Saved data entries:
* * *
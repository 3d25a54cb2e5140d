use serde_json::{json, Value};

use nomad_client::{
    RelocationCoordinator, RelocationError, RelocationHosts, RelocationRequest, Runtime,
    RuntimeConfig,
};
use nomad_server::{FnService, Relay, RelayConfig};
use nomad_shared::{ChannelDescriptor, ComponentDescriptor, Envelope, Message, Millis, Tag};

use crate::helpers::{fixtures::device, recording_component::recording_kinds, Journal};

const MAX_EXCHANGE_ROUNDS: usize = 32;
const MAX_MIGRATION_STEPS: usize = 64;

/// Several runtimes connected through one relay, with a coordinator driving
/// migrations between them. Every runtime can build `recorder` components
/// writing to the same [`Journal`]; the relay answers the `weather` service.
pub struct TestBus {
    relay: Relay,
    runtimes: Vec<Runtime>,
    coordinator: RelocationCoordinator,
    events: Vec<Envelope>,
    errors: Vec<String>,
}

impl TestBus {
    pub fn new(sessions: &[&str], journal: &Journal) -> Self {
        Self::with_config(sessions, journal, RuntimeConfig::default())
    }

    pub fn with_config(sessions: &[&str], journal: &Journal, config: RuntimeConfig) -> Self {
        let mut relay = Relay::new(RelayConfig::default());
        relay.add_service(
            "weather",
            FnService(|operation: &str, args: &[Value]| match operation {
                "today" => Ok(json!({ "city": args.first().cloned(), "sky": "clear" })),
                other => Err(json!({ "error": format!("no operation {}", other) })),
            }),
        );

        let mut runtimes = Vec::new();
        for session_id in sessions {
            let mut runtime = Runtime::new(
                device(session_id),
                recording_kinds(session_id, journal),
                config.clone(),
            )
            .unwrap();
            for other in sessions.iter().filter(|other| *other != session_id) {
                runtime.register_device(device(other)).unwrap();
            }
            relay.connect(device(session_id)).unwrap();
            runtimes.push(runtime);
        }

        Self {
            relay,
            runtimes,
            coordinator: RelocationCoordinator::new("coordinator"),
            events: Vec::new(),
            errors: Vec::new(),
        }
    }

    fn index_of(&self, session_id: &str) -> usize {
        self.runtimes
            .iter()
            .position(|runtime| runtime.session_id() == session_id)
            .unwrap_or_else(|| panic!("no runtime {}", session_id))
    }

    pub fn runtime(&self, session_id: &str) -> &Runtime {
        &self.runtimes[self.index_of(session_id)]
    }

    pub fn runtime_mut(&mut self, session_id: &str) -> &mut Runtime {
        let index = self.index_of(session_id);
        &mut self.runtimes[index]
    }

    pub fn relay_mut(&mut self) -> &mut Relay {
        &mut self.relay
    }

    pub fn coordinator(&self) -> &RelocationCoordinator {
        &self.coordinator
    }

    pub fn coordinator_mut(&mut self) -> &mut RelocationCoordinator {
        &mut self.coordinator
    }

    // Setup

    /// Wires the channel on every runtime
    pub fn wire(&mut self, descriptor: ChannelDescriptor) {
        for runtime in self.runtimes.iter_mut() {
            runtime.wire_channel(descriptor.clone()).unwrap();
        }
    }

    /// Hosts a component on one runtime and tells the others where it lives
    pub fn place(&mut self, descriptor: ComponentDescriptor, session_id: &str) {
        let instance_id = descriptor.instance_id.clone();
        let host = self.runtime_mut(session_id);
        host.instantiate(descriptor).unwrap();
        host.initialize(&instance_id).unwrap();
        for runtime in self.runtimes.iter_mut() {
            if runtime.session_id() != session_id {
                runtime.assign_host(&instance_id, session_id).unwrap();
            }
        }
    }

    pub fn host_of(&self, instance_id: &str) -> Option<String> {
        self.runtimes
            .iter()
            .find(|runtime| runtime.container(instance_id).is_some())
            .map(|runtime| runtime.session_id().to_string())
    }

    // Traffic

    /// Makes `instance_id` publish from wherever it is hosted, then lets the
    /// resulting traffic settle
    pub fn publish(&mut self, instance_id: &str, message: Message) {
        let host = self
            .host_of(instance_id)
            .unwrap_or_else(|| panic!("{} is hosted nowhere", instance_id));
        if let Err(error) = self.runtime_mut(&host).publish(instance_id, message) {
            self.errors.push(error.to_string());
        }
        self.exchange();
    }

    /// Calls an operation on a component from its host application, then
    /// lets the resulting traffic settle
    pub fn invoke(&mut self, instance_id: &str, operation: &str, message: Message) {
        let host = self
            .host_of(instance_id)
            .unwrap_or_else(|| panic!("{} is hosted nowhere", instance_id));
        if let Err(error) = self
            .runtime_mut(&host)
            .invoke(instance_id, operation, &message)
        {
            self.errors.push(error.to_string());
        }
        self.exchange();
    }

    /// Moves envelopes between runtimes and relay until nothing is left in
    /// flight
    pub fn exchange(&mut self) {
        for _ in 0..MAX_EXCHANGE_ROUNDS {
            let mut moved = false;
            for runtime in self.runtimes.iter_mut() {
                let outgoing = runtime.take_outgoing();
                moved |= !outgoing.is_empty();
                for error in self.relay.route_all(outgoing) {
                    self.errors.push(error.to_string());
                }
            }
            for runtime in self.runtimes.iter_mut() {
                for envelope in self.relay.drain(runtime.session_id()) {
                    moved = true;
                    if let Err(error) = runtime.receive(envelope) {
                        self.errors.push(error.to_string());
                    }
                }
            }
            if !moved {
                return;
            }
        }
        panic!("traffic did not settle after {} rounds", MAX_EXCHANGE_ROUNDS);
    }

    /// Advances every runtime's clock, then lets the traffic settle
    pub fn advance(&mut self, elapsed: Millis) {
        for runtime in self.runtimes.iter_mut() {
            runtime.advance(elapsed);
        }
        self.exchange();
    }

    // Migrations

    pub fn begin(&mut self, request: RelocationRequest) {
        let now = self.runtime(&request.source).clock();
        self.coordinator.begin(request, now).unwrap();
        self.events.extend(self.coordinator.take_events());
    }

    /// Runs one phase without moving any traffic between runtimes
    pub fn step_quietly(
        &mut self,
        migration_id: &str,
        source: &str,
        target: &str,
    ) -> Result<bool, RelocationError> {
        let (source, target) = (self.index_of(source), self.index_of(target));
        let (source, target) = pair_mut(&mut self.runtimes, source, target);
        let mut hosts = RelocationHosts::new(source, target);
        let finished = self.coordinator.step(migration_id, &mut hosts);
        self.events.extend(self.coordinator.take_events());
        finished
    }

    /// Runs one phase, then lets the traffic settle
    pub fn step(&mut self, migration_id: &str, source: &str, target: &str) -> bool {
        let finished = self.step_quietly(migration_id, source, target).unwrap();
        self.exchange();
        finished
    }

    /// Moves components from `source` to `target` in one uninterrupted
    /// migration
    pub fn relocate(&mut self, migration_id: &str, components: &[&str], source: &str, target: &str) {
        self.begin(RelocationRequest::new(migration_id, components, source, target));
        for _ in 0..MAX_MIGRATION_STEPS {
            if self.step(migration_id, source, target) {
                return;
            }
        }
        panic!("migration {} did not finish", migration_id);
    }

    /// Coordinator envelopes emitted so far
    pub fn events(&self) -> &[Envelope] {
        &self.events
    }

    pub fn events_tagged(&self, tag: Tag) -> Vec<&Envelope> {
        self.events.iter().filter(|event| event.tag == tag).collect()
    }

    /// Failures seen while moving traffic, as text
    pub fn errors(&self) -> &[String] {
        &self.errors
    }
}

fn pair_mut(runtimes: &mut [Runtime], first: usize, second: usize) -> (&mut Runtime, &mut Runtime) {
    assert_ne!(first, second, "a pair needs two runtimes");
    if first < second {
        let (left, right) = runtimes.split_at_mut(second);
        (&mut left[first], &mut right[0])
    } else {
        let (left, right) = runtimes.split_at_mut(first);
        (&mut right[0], &mut left[second])
    }
}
* * *
For every line in the data above that holds "lets", return the line itself.

Response for this exercise:
    /// Makes `instance_id` publish from wherever it is hosted, then lets the
    /// lets the resulting traffic settle
    /// Advances every runtime's clock, then lets the traffic settle
    /// Runs one phase, then lets the traffic settle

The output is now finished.